Every class enriches you. I have learned that each word should have a purpose. But I am not ready to give up what makes me persuasive. I am not ready to stop using rhetorical strategies. I am not ready to stop being philosophical, analytical or opinionated. I am not ready to stop making other people think. (I have just used anaphora without realizing it.)In print journalism, that is your job. To give news. In a sense, you are still a mouthpiece. Your job is to make up the lede, the nut graf, and subsequent body paragraphs with the missing details.

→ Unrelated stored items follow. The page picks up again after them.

//! State Graphs
//!
//! A flow is a directed graph of named state handlers. [`StateGraph`]
//! binds a typed argument struct to its handlers; the engine only sees the
//! object-safe [`Workflow`] trait and looks flows up by name through the
//! [`FlowRegistry`].
//!
//! # Example
//!
//! ```rust
//! use flowrunner::flow::{FlowArgs, StateGraph};
//! use flowrunner::execution::FlowContext;
//! use flowrunner::{FlowError, ResponseEnvelope};
//! use serde::{Deserialize, Serialize};
//!
//! #[derive(Serialize, Deserialize, Clone)]
//! struct PingArgs {}
//!
//! impl FlowArgs for PingArgs {}
//!
//! fn start(_: &PingArgs, ctx: &mut FlowContext<'_>, _: ResponseEnvelope) -> Result<(), FlowError> {
//!     ctx.log("pong");
//!     Ok(())
//! }
//!
//! let graph = StateGraph::<PingArgs>::new("Ping", "Start").state("Start", start);
//! assert!(graph.validate().is_ok());
//! ```

use std::collections::{BTreeMap, HashMap};
use std::sync::Arc;

use log::{debug, info};
use serde_json::Value;

use crate::error::{EngineError, FlowError, ValidationError};
use crate::execution::context::FlowContext;
use crate::flow::model::ResponseEnvelope;
use crate::flow::validator::{parse_args, FlowArgs};

/// Signature of a state handler.
///
/// A handler advances the flow only by dispatching calls through the
/// context; returning `Ok` with nothing dispatched ends that branch, and
/// returning `Err` aborts the instance.
pub type StateHandler<A> =
    fn(&A, &mut FlowContext<'_>, ResponseEnvelope) -> Result<(), FlowError>;

/// Object-safe view of a flow used by the engine.
pub trait Workflow: Send + Sync {
    /// Registered flow name.
    fn name(&self) -> &str;

    /// State entered when an instance starts.
    fn start_state(&self) -> &str;

    /// State run once when the instance runs out of work, if declared.
    fn end_state(&self) -> Option<&str>;

    fn has_state(&self, state: &str) -> bool;

    /// Decodes and validates raw arguments without starting anything.
    fn validate_args(&self, args: &Value) -> Result<(), ValidationError>;

    /// Runs the handler registered for `state`.
    fn run_state(
        &self,
        state: &str,
        args: &Value,
        ctx: &mut FlowContext<'_>,
        responses: ResponseEnvelope,
    ) -> Result<(), FlowError>;
}

/// A flow built from typed handlers.
pub struct StateGraph<A: FlowArgs> {
    name: String,
    start: String,
    end: Option<String>,
    handlers: BTreeMap<String, StateHandler<A>>,
}

impl<A: FlowArgs> StateGraph<A> {
    /// Creates an empty graph whose instances begin in `start`.
    pub fn new(name: impl Into<String>, start: impl Into<String>) -> Self {
        Self {
            name: name.into(),
            start: start.into(),
            end: None,
            handlers: BTreeMap::new(),
        }
    }

    /// Registers a state handler.
    pub fn state(mut self, name: impl Into<String>, handler: StateHandler<A>) -> Self {
        self.handlers.insert(name.into(), handler);
        self
    }

    /// Registers the end state handler.
    pub fn end(mut self, name: impl Into<String>, handler: StateHandler<A>) -> Self {
        let name = name.into();
        self.handlers.insert(name.clone(), handler);
        self.end = Some(name);
        self
    }

    /// Returns the registered state names in sorted order.
    pub fn states(&self) -> Vec<&str> {
        self.handlers.keys().map(String::as_str).collect()
    }

    /// Checks that the graph is usable.
    pub fn validate(&self) -> Result<(), String> {
        if self.name.trim().is_empty() {
            return Err("Flow has an empty name".to_string());
        }
        if !self.handlers.contains_key(&self.start) {
            return Err(format!(
                "Flow '{}' has no handler for its start state '{}'",
                self.name, self.start
            ));
        }
        Ok(())
    }
}

impl<A: FlowArgs> Workflow for StateGraph<A> {
    fn name(&self) -> &str {
        &self.name
    }

    fn start_state(&self) -> &str {
        &self.start
    }

    fn end_state(&self) -> Option<&str> {
        self.end.as_deref()
    }

    fn has_state(&self, state: &str) -> bool {
        self.handlers.contains_key(state)
    }

    fn validate_args(&self, args: &Value) -> Result<(), ValidationError> {
        parse_args::<A>(args).map(|_| ())
    }

    fn run_state(
        &self,
        state: &str,
        args: &Value,
        ctx: &mut FlowContext<'_>,
        responses: ResponseEnvelope,
    ) -> Result<(), FlowError> {
        let handler = self
            .handlers
            .get(state)
            .ok_or_else(|| FlowError::UnknownState(state.to_string()))?;

        let args = parse_args::<A>(args)
            .map_err(|e| FlowError::fatal(format!("Stored arguments became invalid: {}", e)))?;

        debug!("{}: entering state {}", self.name, state);
        handler(&args, ctx, responses)
    }
}

/// Registry of flows available to the engine, keyed by name.
#[derive(Clone, Default)]
pub struct FlowRegistry {
    flows: HashMap<String, Arc<dyn Workflow>>,
}

impl FlowRegistry {
    /// Creates an empty registry.
    pub fn new() -> Self {
        Self::default()
    }

    /// Registers a typed graph after checking its shape.
    pub fn register<A: FlowArgs>(&mut self, graph: StateGraph<A>) -> Result<(), EngineError> {
        graph.validate().map_err(EngineError::InvalidGraph)?;
        info!("Registered flow '{}' ({} states)", graph.name, graph.handlers.len());
        self.flows.insert(graph.name.clone(), Arc::new(graph));
        Ok(())
    }

    /// Looks up a flow by name.
    pub fn get(&self, name: &str) -> Option<Arc<dyn Workflow>> {
        self.flows.get(name).cloned()
    }

    pub fn contains(&self, name: &str) -> bool {
        self.flows.contains_key(name)
    }

    /// Returns all registered flow names in sorted order.
    pub fn names(&self) -> Vec<&str> {
        let mut names: Vec<&str> = self.flows.keys().map(String::as_str).collect();
        names.sort_unstable();
        names
    }

    pub fn len(&self) -> usize {
        self.flows.len()
    }

    pub fn is_empty(&self) -> bool {
        self.flows.is_empty()
    }
}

I could never handle that. Even though magazine journalism is a lot more colorful because it offers features, I do not think I could ever stifle myself so much that I become a medium through which people receive passively. I admire journalists, they have a very important job and they do it well. It's tough and risky and they're brave.
But it's not me. At all. I am glad to have had the experience, however. I've become so much more confident in my interactions with people through interviewing. I have become more concise.
Also, if I do ever become short on cash...I know what I can do ;)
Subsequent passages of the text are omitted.